Graphic Design and Business Marketing Strategy are both in The Business Of Dealing with White Space
In business strategy and visual design, both need to work with white space? White space is both a graphic design and a business strategy term. In graphic design white space refers to visual space that isn't occupied by text, images, or other visible elements. The amount and use of white space is a key design element to page layout. White space is a component of a page's readability and legibility.
In Web Site design, a page with too little white space makes people feel uncomfortable because the page seems so cluttered and crowded and distracting/unfocused. On the other hand, pages with too much white space seem empty and as if there’s nothing to explore. So both the brand strategy and usability strategy guides the direction must come to a balance.
The same can be applied to retail design. The same challenge remains as every dept wants their spot on the shelves. Or they want to optimize every inch of their homepage real estate for ads. This is common debate and most of the time designers can’t win and that’s why all the sites out there are filled with stuff. More is NOT better and Less is often not enough.
In the retail world, look at Apple stores. They have the highest sales per-square-foot among many retailers. Then look at a Radio Shack store , which has a lot of stuff crowding its store but is less profitable. So white space management is an essential part of optimum profits.
Harnessing Business White Space
In business marketing strategy, we also use the phrase “identifying white space” which means finding opportunities necessitates exploration into areas adjacent to but outside your core business
. Unconventional approaches are required to uncover these high-value opportunities and to convert them into attractive businesses (and cash flow). We call it innovation.

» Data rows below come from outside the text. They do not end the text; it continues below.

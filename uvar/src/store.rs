//! Durable event store for universal variables.
//!
//! The store is an append-only log of [`UvarEvent`] records. Append order is
//! the one source of truth for conflict resolution: whichever event for a name
//! lands later in the log wins, regardless of wall-clock time on the writing
//! process.

use std::fs::{self, OpenOptions};
use std::io::{BufRead, BufReader, Write};
use std::path::{Path, PathBuf};
use std::sync::{Arc, Mutex};
use std::time::Duration;

use serde::{Deserialize, Serialize};

use crate::error::{UvarError, UvarResult};

/// One record in the universal-variable log, serialized as a JSON line.
#[derive(Debug, Clone, PartialEq, Eq, Serialize, Deserialize)]
#[serde(tag = "op", rename_all = "lowercase")]
pub enum UvarEvent {
    /// A variable was set (or re-set) to `value`.
    Set {
        name: String,
        value: String,
        #[serde(default)]
        exported: bool,
    },
    /// A variable was erased.
    Erase { name: String },
}

impl UvarEvent {
    #[must_use]
    pub fn name(&self) -> &str {
        match self {
            Self::Set { name, .. } | Self::Erase { name } => name,
        }
    }
}

/// Backing store for universal variables.
///
/// `exchange` is the single operation: it appends the caller's pending events
/// and reads back the complete history, both under the store's own exclusion
/// discipline. A synchronizer rebuilds its cache by replaying the returned
/// history in order.
pub trait UvarStore: Send {
    /// Appends `pending` and returns (full history in append order, generation).
    ///
    /// The generation is the total event count after the append; it only ever
    /// decreases when the store compacts its log.
    fn exchange(&mut self, pending: &[UvarEvent]) -> UvarResult<(Vec<UvarEvent>, u64)>;
}

const LOCK_ATTEMPTS: u32 = 100;
const LOCK_RETRY: Duration = Duration::from_millis(10);
/// A lock file older than this is assumed to belong to a dead process.
const STALE_LOCK: Duration = Duration::from_secs(10);
/// Compact when the log holds this many times more events than live names.
const COMPACT_FACTOR: usize = 8;
const COMPACT_MIN_EVENTS: usize = 64;

/// File-backed store shared between reef processes.
///
/// Exclusion uses a sibling `.lock` file created with `create_new`; a crashed
/// holder is detected by lock-file age and its lock is broken.
#[derive(Debug)]
pub struct FileStore {
    path: PathBuf,
    lock_path: PathBuf,
}

impl FileStore {
    #[must_use]
    pub fn new(path: impl Into<PathBuf>) -> Self {
        let path = path.into();
        let mut lock_os = path.as_os_str().to_owned();
        lock_os.push(".lock");
        Self {
            path,
            lock_path: PathBuf::from(lock_os),
        }
    }

    #[must_use]
    pub fn path(&self) -> &Path {
        &self.path
    }

    fn append(&self, pending: &[UvarEvent]) -> UvarResult<()> {
        if pending.is_empty() {
            return Ok(());
        }
        if let Some(parent) = self.path.parent() {
            fs::create_dir_all(parent).map_err(|e| UvarError::WriteStore {
                path: self.path.clone(),
                source: e,
            })?;
        }
        let mut buf = String::new();
        for event in pending {
            // serde_json cannot fail on these enums, but route it through the
            // store error anyway rather than panicking.
            let line = serde_json::to_string(event).map_err(|e| UvarError::WriteStore {
                path: self.path.clone(),
                source: std::io::Error::new(std::io::ErrorKind::InvalidData, e),
            })?;
            buf.push_str(&line);
            buf.push('\n');
        }
        let mut file = OpenOptions::new()
            .append(true)
            .create(true)
            .open(&self.path)
            .map_err(|e| UvarError::WriteStore {
                path: self.path.clone(),
                source: e,
            })?;
        file.write_all(buf.as_bytes())
            .map_err(|e| UvarError::WriteStore {
                path: self.path.clone(),
                source: e,
            })
    }

    fn read_all(&self) -> UvarResult<Vec<UvarEvent>> {
        let file = match fs::File::open(&self.path) {
            Ok(f) => f,
            Err(e) if e.kind() == std::io::ErrorKind::NotFound => return Ok(Vec::new()),
            Err(e) => {
                return Err(UvarError::ReadStore {
                    path: self.path.clone(),
                    source: e,
                })
            }
        };
        let reader = BufReader::new(file);
        let mut events = Vec::new();
        for (idx, line) in reader.lines().enumerate() {
            let line = line.map_err(|e| UvarError::ReadStore {
                path: self.path.clone(),
                source: e,
            })?;
            if line.trim().is_empty() {
                continue;
            }
            let event =
                serde_json::from_str(&line).map_err(|e| UvarError::ParseRecord {
                    path: self.path.clone(),
                    line: idx + 1,
                    source: e,
                })?;
            events.push(event);
        }
        Ok(events)
    }

    /// Rewrites the log as one `Set` per live name. Must hold the lock.
    fn compact(&self, events: &[UvarEvent]) -> UvarResult<Vec<UvarEvent>> {
        let mut live = std::collections::BTreeMap::new();
        for event in events {
            match event {
                UvarEvent::Set { name, .. } => {
                    live.insert(name.clone(), event.clone());
                }
                UvarEvent::Erase { name } => {
                    live.remove(name);
                }
            }
        }
        let compacted: Vec<UvarEvent> = live.into_values().collect();

        let tmp_path = self.path.with_extension("tmp");
        let mut buf = String::new();
        for event in &compacted {
            let line = serde_json::to_string(event).map_err(|e| UvarError::WriteStore {
                path: self.path.clone(),
                source: std::io::Error::new(std::io::ErrorKind::InvalidData, e),
            })?;
            buf.push_str(&line);
            buf.push('\n');
        }
        fs::write(&tmp_path, buf).map_err(|e| UvarError::WriteStore {
            path: tmp_path.clone(),
            source: e,
        })?;
        fs::rename(&tmp_path, &self.path).map_err(|e| UvarError::WriteStore {
            path: self.path.clone(),
            source: e,
        })?;
        tracing::debug!(
            path = %self.path.display(),
            before = events.len(),
            after = compacted.len(),
            "compacted universal variable store"
        );
        Ok(compacted)
    }
}

impl UvarStore for FileStore {
    fn exchange(&mut self, pending: &[UvarEvent]) -> UvarResult<(Vec<UvarEvent>, u64)> {
        let _guard = LockGuard::acquire(&self.lock_path)?;
        self.append(pending)?;
        let mut events = self.read_all()?;

        let live = events
            .iter()
            .filter(|e| matches!(e, UvarEvent::Set { .. }))
            .map(UvarEvent::name)
            .collect::<std::collections::BTreeSet<_>>()
            .len();
        if events.len() >= COMPACT_MIN_EVENTS && events.len() > live.max(1) * COMPACT_FACTOR {
            events = self.compact(&events)?;
        }

        let generation = events.len() as u64;
        Ok((events, generation))
    }
}

/// RAII lock on the store's sibling `.lock` file.
struct LockGuard {
    path: PathBuf,
}

impl LockGuard {
    fn acquire(path: &Path) -> UvarResult<Self> {
        if let Some(parent) = path.parent() {
            fs::create_dir_all(parent).map_err(|e| UvarError::WriteStore {
                path: path.to_path_buf(),
                source: e,
            })?;
        }
        for _ in 0..LOCK_ATTEMPTS {
            match OpenOptions::new().write(true).create_new(true).open(path) {
                Ok(_) => {
                    return Ok(Self {
                        path: path.to_path_buf(),
                    })
                }
                Err(e) if e.kind() == std::io::ErrorKind::AlreadyExists => {
                    if lock_is_stale(path) {
                        tracing::warn!(path = %path.display(), "breaking stale universal variable lock");
                        let _ = fs::remove_file(path);
                        continue;
                    }
                    std::thread::sleep(LOCK_RETRY);
                }
                Err(e) => {
                    return Err(UvarError::WriteStore {
                        path: path.to_path_buf(),
                        source: e,
                    })
                }
            }
        }
        Err(UvarError::LockTimeout {
            path: path.to_path_buf(),
            attempts: LOCK_ATTEMPTS,
        })
    }
}

impl Drop for LockGuard {
    fn drop(&mut self) {
        let _ = fs::remove_file(&self.path);
    }
}

fn lock_is_stale(path: &Path) -> bool {
    fs::metadata(path)
        .and_then(|m| m.modified())
        .ok()
        .and_then(|mtime| mtime.elapsed().ok())
        .is_some_and(|age| age > STALE_LOCK)
}

/// In-process store, shareable between synchronizers by cloning.
///
/// Exists so the reconciliation algorithm can be exercised against synthetic
/// histories without touching the filesystem; also usable by embedders that
/// want universal variables scoped to a single process.
#[derive(Debug, Clone, Default)]
pub struct MemStore {
    events: Arc<Mutex<Vec<UvarEvent>>>,
}

impl MemStore {
    #[must_use]
    pub fn new() -> Self {
        Self::default()
    }
}

impl UvarStore for MemStore {
    fn exchange(&mut self, pending: &[UvarEvent]) -> UvarResult<(Vec<UvarEvent>, u64)> {
        let mut events = self.events.lock().unwrap();
        events.extend_from_slice(pending);
        Ok((events.clone(), events.len() as u64))
    }
}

And if it affects the organization in the way it competes both from an economics, channel, brand, product and user behavior and requires significant adaptation from a competencies and operations perspective, then we call it “strategic innovation”. To explore these strategic marketing white spaces, we have to apply “design thinking” concepts to business strategy development.
Managing the white space often requires a dual focus – exploring the intersection of emerging trends and at the same time defining how the convergence of multiple technologies or capabilities might satisfy powerful latent consumer needs. Whatever the idea is, you need to continually engage in continuous learning around new consumers, channel partners, suppliers, competitors, business models and other emerging marketplace dynamics.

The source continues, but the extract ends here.